Le greffier, Le juge,
qui ont signé l’original de l’ordonnance.
Pour information :
- Lorsqu’une ordonnance met fin à la rétention, elle doit être notifiée au procureur de la République. A moins que ce dernier n’en dispose autrement, l’étranger est alors maintenu à la disposition de la justice pendant un délai de vingt quatre heures à compter de la notification de l’ordonnance au procureur. Durant cette période, l’étranger peut, s’il le souhaite, contacter son avocat ou un tiers, rencontrer un médecin et s’alimenter. Dans le cas où, dans ce délai de vingt quatre heures le procureur de la République décide de former appel en demandant que son recours soit déclaré suspensif, l’intéressé reste maintenu à la disposition de la justice jusqu’à ce le premier président de la cour d’appel ou son délégué statue sur la demande du procureur, voire sur le fond s’il apparaît justifié de donner un effet suspensif à l’appel du ministère public.
- Le préfet peut aussi faire appel mais, en ce cas, son recours n’est pas suspensif.
- L’appel du procureur de la République ou du préfet est transmis par tout moyen au greffe de la Cour d’appel de Paris (Service des étrangers - Pôle 1 Chambre 11), notamment par télécopie au n° : [XXXXXXXX03] ou par courriel à l’adresse mail [Courriel 19] .
- Tant que la rétention n’a pas pris fin, la personne retenue peut demander l’assistance d’un interprète, d’un avocat ainsi que d’un médecin, et communiquer avec son consulat ou toute personne de son choix.
- La personne retenue bénéficie également du droit de contacter toute organisation et instance nationale, internationale ou non gouvernementale compétente pour visiter les lieux de rétention, notamment :
• le Contrôleur général des lieux de privation de liberté ([Adresse 12] ; www.[Courriel 18].fr ; tél. : [XXXXXXXX05] ; fax : [XXXXXXXX02]) ;
• le Défenseur des droits ([Adresse 15] ; tél. : [XXXXXXXX08]) ;
• France Terre d’Asile ([Adresse 13] ; tél. : [XXXXXXXX04]) ;
• Forum Réfugiés Cosi ([Adresse 14] ; tél. : [XXXXXXXX07]) ;
• Médecins sans frontières - MSF ([Adresse 16] ; tél. : [XXXXXXXX01]).
- La CIMADE, association indépendante de l’administration présente dans chacun des centres de rétention du Mesnil-Amelot (Tél. CIMADE CRA2 : [XXXXXXXX010] / [XXXXXXXX011] - Tél. CIMADE CRA 3 : [XXXXXXXX09] / [XXXXXXXX06]) est à la disposition de toute personne retenue, sans formalité, pour l’aider dans l’exercice effectif de ses droits, aux heures d’accueil précisées par le règlement intérieur.
- A tout moment, la personne retenue peut demander que sa privation de liberté prenne fin, par simple requête, motivée et signée, adressée au magistrat du siège par tout moyen, accompagnée de toutes les pièces justificatives.

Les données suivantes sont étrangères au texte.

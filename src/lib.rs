//! Embedded, copy-on-write object-store storage engine: adaptive bit-packed
//! columns built out of [`node`], B+-tree columns over those in [`btree`],
//! anchored by a positional table directory ([`group`]) inside a versioned
//! slab allocator ([`alloc`]), persisted through mmap-backed commits
//! ([`group_writer`]) behind the top-level [`file::Db`] handle.
//!
//! Every mutation is copy-on-write: a write transaction never overwrites
//! bytes a concurrently running reader might still be looking at. Commits
//! are published with a two-slot atomic flip in the file header, so a crash
//! mid-commit always leaves the file pointing at either the prior snapshot
//! or the new one, never a torn mix of both.

pub mod alloc;
pub mod btree;
pub mod config;
pub mod error;
pub mod file;
pub mod group;
pub mod group_writer;
pub mod node;
pub mod ref_;

pub use config::{Config, Durability};
pub use error::{Error, Result};
pub use file::{Db, ReadTransaction, WriteTransaction};
pub use group::{Group, TableKey};
pub use ref_::Ref;
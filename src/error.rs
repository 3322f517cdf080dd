//! Crate-wide error type.
//!
//! Every fallible operation in the engine returns [`Result`]. Structural
//! invariants (illegal header width, misaligned write, overlapping freelist
//! entries) remain `debug_assert!`/`assert!` panics rather than `Error`
//! variants — they indicate a corrupt in-memory structure, not a condition
//! a caller can recover from.

use std::path::PathBuf;

use thiserror::Error;

/// Crate-wide result alias.
pub type Result<T> = std::result::Result<T, Error>;

/// Everything that can go wrong opening, reading, or committing a database.
#[derive(Debug, Error)]
pub enum Error {
    /// The file header magic/checksum did not match, or a slot's flag byte
    /// selected a top ref of zero on first open.
    #[error("not a valid database file: {0}")]
    InvalidDatabase(String),

    /// The allocator could not satisfy a request from the freelist or by
    /// extending the file, or extending the file would exceed the 32-bit
    /// size cap.
    #[error("out of memory: failed to allocate {requested} bytes")]
    OutOfMemory { requested: usize },

    /// Extending the file would push it past the maximum size representable
    /// by the current ref encoding.
    #[error("extending file to {attempted} bytes exceeds the maximum file size")]
    MaximumFileSizeExceeded { attempted: u64 },

    /// A commit was attempted while a link column still referenced a row in
    /// a table being removed.
    #[error("table is the target of a cross-table link and cannot be removed")]
    CrossTableLinkTarget,

    /// The caller used the transaction/table API in a way the state machine
    /// forbids (e.g. writing through a stale read transaction).
    #[error("logic error: {0}")]
    LogicError(&'static str),

    /// A schema-dependent operation was attempted against a table whose
    /// column layout does not match what the caller expected.
    #[error("schema mismatch: {0}")]
    SchemaMismatch(String),

    /// An element wider than 64 bits was requested of a [`crate::node::Node`].
    /// Unreachable through the public API; named rather than panicking so
    /// callers across an FFI-style boundary can still match on it.
    #[error("requested element width exceeds 64 bits")]
    WidthOverflow,

    /// The on-disk path could not be opened, read, written, mapped, or
    /// synced.
    #[error("I/O error on {path}: {source}")]
    Io {
        path: PathBuf,
        #[source]
        source: std::io::Error,
    },
}

impl Error {
    pub(crate) fn io(path: impl Into<PathBuf>, source: std::io::Error) -> Error {
        Error::Io {
            path: path.into(),
            source,
        }
    }
}
//! `BpTreeColumn`: a B+-tree of [`Node`] leaves, used for every column
//! whose element count can outgrow a single node.
//!
//! Each inner level is a pair of sibling arrays: `offsets` (plain integers,
//! the cumulative element count through each child) and `refs` (an
//! array-of-refs, the children themselves — either leaves or further inner
//! levels). A leaf holds up to [`MAX_LIST_SIZE`] elements directly; once
//! full it splits, and the split propagates upward exactly as far as
//! necessary, producing a taller tree only when the root itself splits.

use crate::alloc::Allocator;
use crate::error::Result;
use crate::node::Node;
use crate::ref_::Ref;

/// Maximum number of elements held directly by a leaf, and maximum number
/// of children held directly by an inner node, before a split is required.
pub const MAX_LIST_SIZE: usize = 1000;

/// Outcome of inserting into a subtree, reported to the caller one level up
/// so it can patch its own `offsets`/`refs` arrays (or, at the true root,
/// grow the tree by one level).
enum InsertResult {
    /// The subtree absorbed the insert; `new_ref` is where it now lives
    /// (unchanged from before the call if the child's storage didn't move).
    None { new_ref: Ref },
    /// The subtree split in two; the caller must insert `right` as a new
    /// sibling immediately after the slot that used to hold this subtree,
    /// and `left` replaces that slot.
    Split { left: Ref, right: Ref },
}

/// A single node in the tree: either a leaf of values, or an inner node
/// made of the `offsets`/`refs` sibling pair described above.
enum Level {
    Leaf(Node),
    Inner { offsets: Node, refs: Node },
}

impl Level {
    fn count(&self) -> usize {
        match self {
            Level::Leaf(n) => n.len(),
            Level::Inner { offsets, .. } => {
                if offsets.is_empty() {
                    0
                } else {
                    offsets.get(offsets.len() - 1) as usize
                }
            }
        }
    }

    fn load(alloc: &dyn Allocator, r: Ref) -> Level {
        let probe = Node::from_ref(alloc, r);
        if !probe.is_inner() {
            Level::Leaf(probe)
        } else {
            // An inner node's two elements are [offsets_ref, refs_ref].
            let offsets_ref = Ref(probe.get(0) as u64);
            let refs_ref = Ref(probe.get(1) as u64);
            Level::Inner {
                offsets: Node::from_ref(alloc, offsets_ref),
                refs: Node::from_ref(alloc, refs_ref),
            }
        }
    }

    fn commit(&mut self, alloc: &mut dyn Allocator) -> Result<Ref> {
        match self {
            Level::Leaf(n) => n.commit(alloc),
            Level::Inner { offsets, refs } => {
                let offsets_ref = offsets.commit(alloc)?;
                let refs_ref = refs.commit(alloc)?;
                let mut header = Node::new_ref_array(true);
                header.push(offsets_ref.0 as i64);
                header.push(refs_ref.0 as i64);
                header.commit(alloc)
            }
        }
    }
}

/// A persistent, copy-on-write B+-tree column. `BpTreeColumn` is a thin
/// handle: every mutating call reloads the relevant subtree from its ref,
/// mutates, and commits, matching the rest of this crate's copy-on-write
/// discipline (a node is never mutated in place behind a ref another
/// reader might still hold).
pub struct BpTreeColumn {
    root_ref: Option<Ref>,
    count: usize,
}

impl BpTreeColumn {
    pub fn new() -> BpTreeColumn {
        BpTreeColumn {
            root_ref: None,
            count: 0,
        }
    }

    pub fn from_ref(alloc: &dyn Allocator, r: Ref) -> BpTreeColumn {
        let count = Level::load(alloc, r).count();
        BpTreeColumn {
            root_ref: Some(r),
            count,
        }
    }

    pub fn ref_(&self) -> Option<Ref> {
        self.root_ref
    }

    pub fn len(&self) -> usize {
        self.count
    }

    pub fn is_empty(&self) -> bool {
        self.count == 0
    }

    pub fn get(&self, alloc: &dyn Allocator, ndx: usize) -> i64 {
        assert!(ndx < self.count);
        let mut level = Level::load(alloc, self.root_ref.expect("get on empty column"));
        let mut local = ndx;
        loop {
            match level {
                Level::Leaf(n) => return n.get(local),
                Level::Inner { offsets, refs } => {
                    let child_ix = child_for_ndx(&offsets, local);
                    let child_start = if child_ix == 0 { 0 } else { offsets.get(child_ix - 1) as usize };
                    local -= child_start;
                    let child_ref = Ref(refs.get(child_ix) as u64);
                    level = Level::load(alloc, child_ref);
                }
            }
        }
    }

    pub fn insert(&mut self, alloc: &mut dyn Allocator, ndx: usize, value: i64) -> Result<()> {
        assert!(ndx <= self.count);
        let new_root = match self.root_ref {
            None => {
                let mut leaf = Node::new_leaf();
                leaf.push(value);
                leaf.commit(alloc)?
            }
            Some(r) => match insert_into(alloc, r, ndx, value)? {
                InsertResult::None { new_ref } => new_ref,
                InsertResult::Split { left, right } => new_inner(alloc, &[left, right])?,
            },
        };
        self.root_ref = Some(new_root);
        self.count += 1;
        Ok(())
    }

    pub fn push(&mut self, alloc: &mut dyn Allocator, value: i64) -> Result<()> {
        let n = self.count;
        self.insert(alloc, n, value)
    }

    pub fn erase(&mut self, alloc: &mut dyn Allocator, ndx: usize) -> Result<()> {
        assert!(ndx < self.count);
        let r = self.root_ref.expect("erase on empty column");
        let new_root = erase_from(alloc, r, ndx)?;
        self.root_ref = Some(new_root);
        self.count -= 1;
        Ok(())
    }

    pub fn find_first(&self, alloc: &dyn Allocator, value: i64) -> Option<usize> {
        self.find_first_impl(alloc, self.root_ref?, value, 0)
    }

    fn find_first_impl(&self, alloc: &dyn Allocator, r: Ref, value: i64, base: usize) -> Option<usize> {
        match Level::load(alloc, r) {
            Level::Leaf(n) => n.find_first(value, 0).map(|i| base + i),
            Level::Inner { offsets, refs } => {
                let mut child_start = 0usize;
                for i in 0..refs.len() {
                    let child_ref = Ref(refs.get(i) as u64);
                    if let Some(hit) = self.find_first_impl(alloc, child_ref, value, base + child_start) {
                        return Some(hit);
                    }
                    child_start = offsets.get(i) as usize;
                }
                None
            }
        }
    }
}

impl Default for BpTreeColumn {
    fn default() -> Self {
        Self::new()
    }
}

/// Index of the child whose span covers element `local_ndx`, given the
/// cumulative-count `offsets` array: the inner-node navigation variant of
/// `find_pos` (`Node::find_pos_gt`), since a child's cumulative offset is
/// its end-exclusive bound.
fn child_for_ndx(offsets: &Node, local_ndx: usize) -> usize {
    offsets
        .find_pos_gt(local_ndx as i64)
        .unwrap_or_else(|| offsets.len().saturating_sub(1))
}

fn new_inner(alloc: &mut dyn Allocator, children: &[Ref]) -> Result<Ref> {
    let mut offsets = Node::new_leaf();
    let mut refs = Node::new_ref_array(false);
    let mut running = 0i64;
    for &c in children {
        let n = Level::load(alloc, c).count() as i64;
        running += n;
        offsets.push(running);
        refs.push(c.0 as i64);
    }
    let mut level = Level::Inner { offsets, refs };
    level.commit(alloc)
}

fn insert_into(alloc: &mut dyn Allocator, r: Ref, ndx: usize, value: i64) -> Result<InsertResult> {
    let mut level = Level::load(alloc, r);
    match &mut level {
        Level::Leaf(n) => {
            if n.len() < MAX_LIST_SIZE {
                n.insert(ndx, value);
                let new_ref = n.commit(alloc)?;
                Ok(InsertResult::None { new_ref })
            } else {
                let mid = n.len() / 2;
                let mut left = Node::new_leaf();
                let mut right = Node::new_leaf();
                for i in 0..mid {
                    left.push(n.get(i));
                }
                for i in mid..n.len() {
                    right.push(n.get(i));
                }
                if ndx <= mid {
                    left.insert(ndx, value);
                } else {
                    right.insert(ndx - mid, value);
                }
                let left_ref = left.commit(alloc)?;
                let right_ref = right.commit(alloc)?;
                Ok(InsertResult::Split { left: left_ref, right: right_ref })
            }
        }
        Level::Inner { offsets, refs } => {
            let child_ix = child_for_ndx(offsets, ndx);
            let child_start = if child_ix == 0 { 0 } else { offsets.get(child_ix - 1) as usize };
            let child_ref = Ref(refs.get(child_ix) as u64);
            let result = insert_into(alloc, child_ref, ndx - child_start, value)?;
            match result {
                InsertResult::None { new_ref } => {
                    refs.set(child_ix, new_ref.0 as i64);
                    bump_offsets_from(offsets, child_ix);
                    let new_self = level.commit(alloc)?;
                    Ok(InsertResult::None { new_ref: new_self })
                }
                InsertResult::Split { left, right } => {
                    refs.set(child_ix, left.0 as i64);
                    refs.insert(child_ix + 1, right.0 as i64);
                    rebuild_offsets(alloc, offsets, refs);
                    if refs.len() <= MAX_LIST_SIZE {
                        let new_self = level.commit(alloc)?;
                        Ok(InsertResult::None { new_ref: new_self })
                    } else {
                        split_inner(alloc, offsets, refs)
                    }
                }
            }
        }
    }
}

fn bump_offsets_from(offsets: &mut Node, from_ix: usize) {
    for i in from_ix..offsets.len() {
        let cur = offsets.get(i);
        offsets.set(i, cur + 1);
    }
}

fn rebuild_offsets(alloc: &dyn Allocator, offsets: &mut Node, refs: &Node) {
    let mut running = 0i64;
    let mut fresh = Node::new_leaf();
    for i in 0..refs.len() {
        let child_ref = Ref(refs.get(i) as u64);
        running += Level::load(alloc, child_ref).count() as i64;
        fresh.push(running);
    }
    *offsets = fresh;
}

fn split_inner(alloc: &mut dyn Allocator, offsets: &mut Node, refs: &mut Node) -> Result<InsertResult> {
    let mid = refs.len() / 2;
    let left_children: Vec<Ref> = (0..mid).map(|i| Ref(refs.get(i) as u64)).collect();
    let right_children: Vec<Ref> = (mid..refs.len()).map(|i| Ref(refs.get(i) as u64)).collect();
    let left_ref = new_inner(alloc, &left_children)?;
    let right_ref = new_inner(alloc, &right_children)?;
    Ok(InsertResult::Split { left: left_ref, right: right_ref })
}

/// Frees every node reachable from `r` — the node itself, and, if it's an
/// inner node, its header/offsets/refs arrays and the whole subtree under
/// each child. Used when a child collapses to empty and its slot is erased
/// outright rather than kept under a new ref: without this the committed
/// storage it (and everything below it) occupied would never make it back
/// onto the freelist.
fn free_subtree(alloc: &mut dyn Allocator, r: Ref) {
    let probe = Node::from_ref(alloc, r);
    if probe.is_inner() {
        let offsets_ref = Ref(probe.get(0) as u64);
        let refs_ref = Ref(probe.get(1) as u64);
        let refs = Node::from_ref(alloc, refs_ref);
        for i in 0..refs.len() {
            free_subtree(alloc, Ref(refs.get(i) as u64));
        }
        let offsets = Node::from_ref(alloc, offsets_ref);
        let offsets_size = offsets.on_disk_size();
        alloc.free(offsets_ref, offsets_size);
        let refs_size = refs.on_disk_size();
        alloc.free(refs_ref, refs_size);
    }
    let size = probe.on_disk_size();
    alloc.free(r, size);
}

fn erase_from(alloc: &mut dyn Allocator, r: Ref, ndx: usize) -> Result<Ref> {
    let mut level = Level::load(alloc, r);
    match &mut level {
        Level::Leaf(n) => {
            n.erase(ndx);
            n.commit(alloc)
        }
        Level::Inner { offsets, refs } => {
            let child_ix = child_for_ndx(offsets, ndx);
            let child_start = if child_ix == 0 { 0 } else { offsets.get(child_ix - 1) as usize };
            let child_ref = Ref(refs.get(child_ix) as u64);
            let child_count_before = Level::load(alloc, child_ref).count();
            let new_child = erase_from(alloc, child_ref, ndx - child_start)?;
            if child_count_before == 1 {
                free_subtree(alloc, new_child);
                refs.erase(child_ix);
            } else {
                refs.set(child_ix, new_child.0 as i64);
            }
            rebuild_offsets(alloc, offsets, refs);
            level.commit(alloc)
        }
    }
}

#[cfg(test)]
mod tests {
    use super::*;
    use crate::alloc::allocator::MemAllocator;

    #[test]
    fn insert_get_within_single_leaf() {
        let mut alloc = MemAllocator::new();
        let mut col = BpTreeColumn::new();
        for i in 0..50 {
            col.push(&mut alloc, i as i64).unwrap();
        }
        assert_eq!(col.len(), 50);
        for i in 0..50 {
            assert_eq!(col.get(&alloc, i), i as i64);
        }
    }

    #[test]
    fn insert_past_max_list_size_splits_into_tree() {
        let mut alloc = MemAllocator::new();
        let mut col = BpTreeColumn::new();
        let total = MAX_LIST_SIZE * 2 + 137;
        for i in 0..total {
            col.push(&mut alloc, i as i64).unwrap();
        }
        assert_eq!(col.len(), total);
        for i in (0..total).step_by(97) {
            assert_eq!(col.get(&alloc, i), i as i64);
        }
        assert_eq!(col.get(&alloc, total - 1), (total - 1) as i64);
    }

    #[test]
    fn erase_maintains_order() {
        let mut alloc = MemAllocator::new();
        let mut col = BpTreeColumn::new();
        for i in 0..2500 {
            col.push(&mut alloc, i as i64).unwrap();
        }
        col.erase(&mut alloc, 1200).unwrap();
        assert_eq!(col.len(), 2499);
        assert_eq!(col.get(&alloc, 1199), 1199);
        assert_eq!(col.get(&alloc, 1200), 1201);
    }

    #[test]
    fn find_first_across_leaves() {
        let mut alloc = MemAllocator::new();
        let mut col = BpTreeColumn::new();
        for i in 0..2500 {
            col.push(&mut alloc, (i % 7) as i64).unwrap();
        }
        let hit = col.find_first(&alloc, 3).unwrap();
        assert_eq!(hit, 3);
    }
}
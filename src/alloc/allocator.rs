//! The allocator contract that [`crate::node::Node`] and
//! [`crate::btree::BpTreeColumn`] are written against.
//!
//! [`crate::alloc::SlabAlloc`] is the only production implementation; tests
//! use a plain in-memory implementation so node/btree logic can be exercised
//! without a backing file.

use std::sync::Arc;

use crate::error::Result;
use crate::ref_::Ref;

/// Translates refs to bytes and hands out fresh refs for new or grown
/// arrays. Every `Ref` an `Allocator` returns is 8-byte aligned.
pub trait Allocator {
    /// Returns the bytes stored at `r`, at least as long as the node at that
    /// ref actually occupies (header-declared size). Callers read the
    /// 8-byte header first to know how much of the slice is theirs.
    fn translate(&self, r: Ref) -> &[u8];

    /// Allocates a fresh, zeroed region of at least `size` bytes (rounded up
    /// to 8) and returns its ref.
    fn alloc(&mut self, size: usize) -> Result<Ref>;

    /// Writes `bytes` into the region at `r`. `bytes.len()` must not exceed
    /// the size the ref was allocated with.
    fn write_at(&mut self, r: Ref, bytes: &[u8]);

    /// Releases the region at `r` of `size` bytes back to the allocator.
    /// The region may be reused by a later `alloc` once no reader depending
    /// on the current version still needs it (see
    /// [`crate::alloc::SlabAlloc`]'s versioned freelist).
    fn free(&mut self, r: Ref, size: usize);

    /// True if `r` falls in the mutable (slab) region and may be rewritten
    /// in place; false if it lies in the immutable region (the file, or an
    /// already-committed prior version) and must be copy-on-written before
    /// any mutation. See `spec.md` §4.1 "Copy-on-write".
    fn is_mutable(&self, r: Ref) -> bool;
}

/// A simple bump/freelist-reusing in-memory allocator used by node and
/// B+-tree unit tests that don't need file persistence.
#[derive(Default)]
pub struct MemAllocator {
    arena: Vec<u8>,
}

impl MemAllocator {
    pub fn new() -> Self {
        Self { arena: vec![0u8; 8] } // ref 0 is reserved/null
    }
}

impl Allocator for MemAllocator {
    fn translate(&self, r: Ref) -> &[u8] {
        &self.arena[r.0 as usize..]
    }

    fn alloc(&mut self, size: usize) -> Result<Ref> {
        let size = (size + 7) & !7;
        let pos = self.arena.len();
        self.arena.resize(pos + size, 0);
        Ok(Ref(pos as u64))
    }

    fn write_at(&mut self, r: Ref, bytes: &[u8]) {
        let pos = r.0 as usize;
        self.arena[pos..pos + bytes.len()].copy_from_slice(bytes);
    }

    fn free(&mut self, _r: Ref, _size: usize) {
        // MemAllocator never reclaims; fine for short-lived unit tests.
    }

    fn is_mutable(&self, _r: Ref) -> bool {
        // There is no immutable/file region in the test-only allocator:
        // everything it hands out is freshly allocated arena memory.
        true
    }
}

/// A read-only view over a pinned snapshot's byte image, used by
/// [`crate::file::ReadTransaction`]. Every mutating method is unreachable:
/// a reader never allocates, writes, or frees.
pub struct ReadOnlyAllocator<'a> {
    image: &'a [u8],
}

impl<'a> ReadOnlyAllocator<'a> {
    pub fn new(image: &'a [u8]) -> ReadOnlyAllocator<'a> {
        ReadOnlyAllocator { image }
    }
}

impl<'a> Allocator for ReadOnlyAllocator<'a> {
    fn translate(&self, r: Ref) -> &[u8] {
        &self.image[r.0 as usize..]
    }

    fn alloc(&mut self, _size: usize) -> Result<Ref> {
        unreachable!("ReadOnlyAllocator never allocates")
    }

    fn write_at(&mut self, _r: Ref, _bytes: &[u8]) {
        unreachable!("ReadOnlyAllocator never writes")
    }

    fn free(&mut self, _r: Ref, _size: usize) {
        unreachable!("ReadOnlyAllocator never frees")
    }

    fn is_mutable(&self, _r: Ref) -> bool {
        false
    }
}

/// A read-only view over a whole-file byte snapshot shared (via `Arc`, not
/// copied) across every [`crate::file::ReadTransaction`] pinned to the same
/// version. Cheap to clone: a reader just bumps the refcount on the bytes the
/// writer already committed, never the file itself.
#[derive(Clone)]
pub struct SnapshotAllocator {
    image: Arc<[u8]>,
}

impl SnapshotAllocator {
    pub fn new(image: Arc<[u8]>) -> SnapshotAllocator {
        SnapshotAllocator { image }
    }
}

impl Allocator for SnapshotAllocator {
    fn translate(&self, r: Ref) -> &[u8] {
        &self.image[r.0 as usize..]
    }

    fn alloc(&mut self, _size: usize) -> Result<Ref> {
        unreachable!("SnapshotAllocator never allocates")
    }

    fn write_at(&mut self, _r: Ref, _bytes: &[u8]) {
        unreachable!("SnapshotAllocator never writes")
    }

    fn free(&mut self, _r: Ref, _size: usize) {
        unreachable!("SnapshotAllocator never frees")
    }

    fn is_mutable(&self, _r: Ref) -> bool {
        false
    }
}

- L’ordonnance qui met fin à la rétention ne fait pas disparaître l’obligation de quitter le territoire français imposée par l’autorité administrative tant que la personne concernée n’en est pas relevée. Si celle-ci n’a pas quitté la France en exécution de la mesure d’éloignement ou si elle revient en France alors que cette mesure est toujours exécutoire, elle peut faire l’objet d’une nouvelle décision de placement en rétention, à l’expiration d’un délai de 7 jours à compter du terme de sa rétention ou d’un délai de 48 heures en cas de circonstances nouvelles de fait ou de droit.
Reçu le 07 septembre 2024, dans une langue comprise, notification de la présente ordonnance avec remise d’une copie intégrale, information du délai d’appel et des modalités d’exercice de cette voie de recours, ainsi que le rappel des droits en rétention.
La personne retenue, L’interprète ayant prêté son concours
Reçu copie intégrale de la présente ordonnance le 07 septembre 2024.
L’avocat du PRÉFET DES HAUTS-DE-SEINE,
Copie intégrale de la présente ordonnance a été transmise par l’intermédiaire d’un moyen de télécommunication comportant un accusé de réception, le 07 septembre 2024, à l’avocat de la personne retenue, absent au prononcé de la décision.